The nurse said "most people say it's not as bad as they expected" which is exactly what people say about things that are bad. Can anyone who has actually worn the thing tell me what it honestly felt like? Don't sugarcoat it, I'd rather know.
Had the frame in November for an acoustic neuroma, so this is fresh for me. Honest version: the numbing injections sting, properly, for maybe ten seconds each. Four of them. That was the worst part of the entire day and it was over before I'd finished swearing in my head.
The pins themselves I felt as pressure, like someone pushing a knuckle hard against my skull. Not pain exactly, just very firm and very weird. The whole fitting took less time than my morning coffee. After that the frame is heavy and you feel a bit like a satellite dish, but it stops registering after half an hour.
Tight headache that evening once it came off, gone by the next day with paracetamol. Two tiny scabs on my forehead for a week. That's the honest whole of it.
Agree with the above. AVM here, treated last winter. For me the waiting around between the scan and the treatment was far worse than the frame. Bring headphones and a very long podcast.
R #4 May 20, 2026, 11:05 pm Gwen, the 2am brain is a liar, mine told me the same stories the week before my own treatment. I had the frame for an acoustic neuroma and I kept notes the entire day precisely because I could not find an honest description beforehand.

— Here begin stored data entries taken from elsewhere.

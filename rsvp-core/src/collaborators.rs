//! Services the engine calls out to.
//!
//! Storage, the user directory and mail transport are owned by the host.
//! Every call is blocking from the engine's point of view and any error is
//! fatal to the current action; the engine never retries.

use chrono_tz::Tz;
use serde::{Deserialize, Serialize};

use crate::address::same_address;
use crate::document::{CalendarDocument, Method};
use crate::error::{RsvpResult, SendError};

fn default_date_format() -> String {
    "%m/%d/%Y".to_string()
}

fn default_time_format() -> String {
    "%I:%M %p".to_string()
}

/// A local user as known to the directory.
#[derive(Debug, Clone, PartialEq, Serialize, Deserialize)]
pub struct User {
    pub id: String,
    /// Login address, also the user's calendar address
    pub public_id: String,
    #[serde(default)]
    pub name: Option<String>,
    /// IANA name; floating and all-day times are read in this zone
    #[serde(default)]
    pub default_timezone: Option<String>,
    /// strftime pattern for dates
    #[serde(default = "default_date_format")]
    pub date_format: String,
    /// strftime pattern for times
    #[serde(default = "default_time_format")]
    pub time_format: String,
}

impl User {
    pub fn new(id: impl Into<String>, public_id: impl Into<String>) -> Self {
        User {
            id: id.into(),
            public_id: public_id.into(),
            name: None,
            default_timezone: None,
            date_format: default_date_format(),
            time_format: default_time_format(),
        }
    }

    /// The user's timezone, UTC when unset or not an IANA name.
    pub fn tz(&self) -> Tz {
        self.default_timezone
            .as_deref()
            .and_then(|name| name.parse().ok())
            .unwrap_or(chrono_tz::UTC)
    }

    /// Display name, falling back to the public id.
    pub fn display_name(&self) -> &str {
        self.name
            .as_deref()
            .filter(|n| !n.is_empty())
            .unwrap_or(&self.public_id)
    }
}

/// A mail account belonging to a user.
#[derive(Debug, Clone, PartialEq, Serialize, Deserialize)]
pub struct Account {
    pub id: String,
    pub email: String,
    #[serde(default)]
    pub friendly_name: Option<String>,
}

/// The account a user authenticates with: the one matching the public id,
/// else the first.
pub fn primary_account<'a>(user: &User, accounts: &'a [Account]) -> Option<&'a Account> {
    accounts
        .iter()
        .find(|a| same_address(&a.email, &user.public_id))
        .or_else(|| accounts.first())
}

/// A sender identity: address plus optional display name.
#[derive(Debug, Clone, PartialEq)]
pub struct Mailbox {
    pub email: String,
    pub name: Option<String>,
}

/// A fully assembled reply handed to [`MailSender::send`].
#[derive(Debug, Clone, PartialEq)]
pub struct OutboundMessage {
    /// Account the message is sent through
    pub account: Account,
    /// Account to send as, when it differs from `account` (relay sending)
    pub send_as: Option<Account>,
    pub from: Mailbox,
    pub to: String,
    pub subject: String,
    /// Serialized calendar document
    pub calendar: String,
    pub method: Option<Method>,
    /// Optional text/html alternative
    pub html: Option<String>,
}

/// Persistent event storage, addressed per user and calendar.
pub trait EventStorage {
    fn get_event(
        &self,
        user: &User,
        calendar_id: &str,
        event_id: &str,
    ) -> RsvpResult<Option<CalendarDocument>>;

    fn update_event_raw(
        &self,
        user: &User,
        calendar_id: &str,
        event_id: &str,
        data: &str,
    ) -> RsvpResult<()>;

    /// Returns false when there was nothing to delete.
    fn delete_event(&self, user: &User, calendar_id: &str, event_id: &str) -> RsvpResult<bool>;

    /// Record `recurrence_id` (epoch seconds) as a deleted occurrence.
    fn mark_occurrence_excluded(
        &self,
        user: &User,
        calendar_id: &str,
        event_id: &str,
        recurrence_id: i64,
    ) -> RsvpResult<bool>;

    /// Calendar link-driven responses are stored in.
    fn default_calendar(&self, user: &User) -> RsvpResult<Option<String>>;
}

/// Users and their mail accounts.
pub trait Directory {
    fn resolve_user(&self, public_id: &str) -> RsvpResult<Option<User>>;

    fn list_accounts_for_user(&self, user_id: &str) -> RsvpResult<Vec<Account>>;
}

/// Mail transport.
pub trait MailSender {
    /// Ok(false) means the transport declined without a specific reason.
    fn send(&self, message: &OutboundMessage) -> Result<bool, SendError>;
}

#[cfg(test)]
mod tests {
    use super::*;

    fn account(id: &str, email: &str) -> Account {
        Account {
            id: id.to_string(),
            email: email.to_string(),
            friendly_name: None,
        }
    }

    #[test]
    fn test_user_tz_falls_back_to_utc() {
        let mut user = User::new("1", "alice@corp.example");
        assert_eq!(user.tz(), chrono_tz::UTC);

        user.default_timezone = Some("Europe/Berlin".to_string());
        assert_eq!(user.tz(), chrono_tz::Europe::Berlin);

        user.default_timezone = Some("Mars/Olympus".to_string());
        assert_eq!(user.tz(), chrono_tz::UTC);
    }

    #[test]
    fn test_primary_account() {
        let user = User::new("1", "alice@corp.example");
        let accounts = vec![
            account("a", "alice.private@ext.com"),
            account("b", "Alice@Corp.Example"),
        ];

        assert_eq!(primary_account(&user, &accounts).unwrap().id, "b");
        assert_eq!(primary_account(&user, &accounts[..1]).unwrap().id, "a");
        assert!(primary_account(&user, &[]).is_none());
    }

    #[test]
    fn test_display_name() {
        let mut user = User::new("1", "alice@corp.example");
        assert_eq!(user.display_name(), "alice@corp.example");
        user.name = Some("Alice".to_string());
        assert_eq!(user.display_name(), "Alice");
    }
}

The short version matches what Mark says: the injections sting, the pins feel like strong pressure, and the fear was worse than every single part of the reality.

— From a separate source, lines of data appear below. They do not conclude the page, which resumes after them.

//! Calendar user address normalization.
//!
//! Every address comparison in the crate goes through [`normalize_address`],
//! so `mailto:Bob@Example.com`, `bob@example.com` and
//! `/principals/bob@example.com/` all compare equal.

const MAILTO: &str = "mailto:";
const PRINCIPALS: &str = "principals/";

/// Canonical comparison key for a calendar user address.
///
/// Strips the `mailto:` scheme (any case) and any directory-path prefix ending
/// in `principals/`, trims surrounding slashes and whitespace, and lower-cases.
pub fn normalize_address(raw: &str) -> String {
    let mut address = raw.trim();

    if has_mailto(address) {
        address = &address[MAILTO.len()..];
    }

    let lowered = address.to_lowercase();
    let stripped = match lowered.rfind(PRINCIPALS) {
        Some(pos) => &lowered[pos + PRINCIPALS.len()..],
        None => lowered.as_str(),
    };

    stripped.trim_matches('/').trim().to_string()
}

/// True when both addresses normalize to the same key.
pub fn same_address(a: &str, b: &str) -> bool {
    normalize_address(a) == normalize_address(b)
}

/// The address without the `mailto:` scheme, original case preserved.
pub fn strip_scheme(raw: &str) -> &str {
    let raw = raw.trim();
    if has_mailto(raw) {
        &raw[MAILTO.len()..]
    } else {
        raw
    }
}

fn has_mailto(raw: &str) -> bool {
    raw.get(..MAILTO.len())
        .is_some_and(|prefix| prefix.eq_ignore_ascii_case(MAILTO))
}

/// Local part of an address (`bob` for `bob@example.com`).
pub fn local_part(address: &str) -> &str {
    let address = strip_scheme(address);
    match address.rfind('@') {
        Some(pos) => &address[..pos],
        None => address,
    }
}

/// Domain of an address, lower-cased. `None` when there is no `@`.
pub fn domain(address: &str) -> Option<String> {
    let normalized = normalize_address(address);
    normalized
        .rfind('@')
        .map(|pos| normalized[pos + 1..].to_string())
        .filter(|d| !d.is_empty())
}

I turned those notes into a full write-up, what the Gamma Knife frame actually feels like, and there is a companion piece walking through the whole treatment day hour by hour so nothing on Tuesday takes you by surprise. The waiting really is the biggest part of the day, Susan is right about the podcast.
One practical thing: tell the team on the morning how anxious you are. Mine adjusted nothing medically, but they narrated every step before doing it, and that helped more than I expected. Come back and tell us how it went.
Meningioma, treated March last year. Only thing I'd add is that one of my pin sites at the back stayed tender for about two weeks and a small patch of my forehead was numb for a month or so. Both normal per my team, both went away on their own. Mention anything like that at your follow up call but don't let it rattle you.
Also seconding the headphones. I watched blue tits on the feeder outside the waiting room window for two hours. Wasn't even mad about it.
Reporting back as promised. IT WAS FINE. The injections stung like everyone said, counted to eight and it was done. Pressure yes, pain no. I actually dozed off during the treatment itself, which if you'd told me last month I would have laughed at you.
Face pain is still with me for now, they told me clearly it can take weeks to months for the nerve to respond so I'm not reading anything into that. But the thing I lost sleep over for a fortnight was genuinely done in five minutes. Thank you all, this thread got me through Tuesday.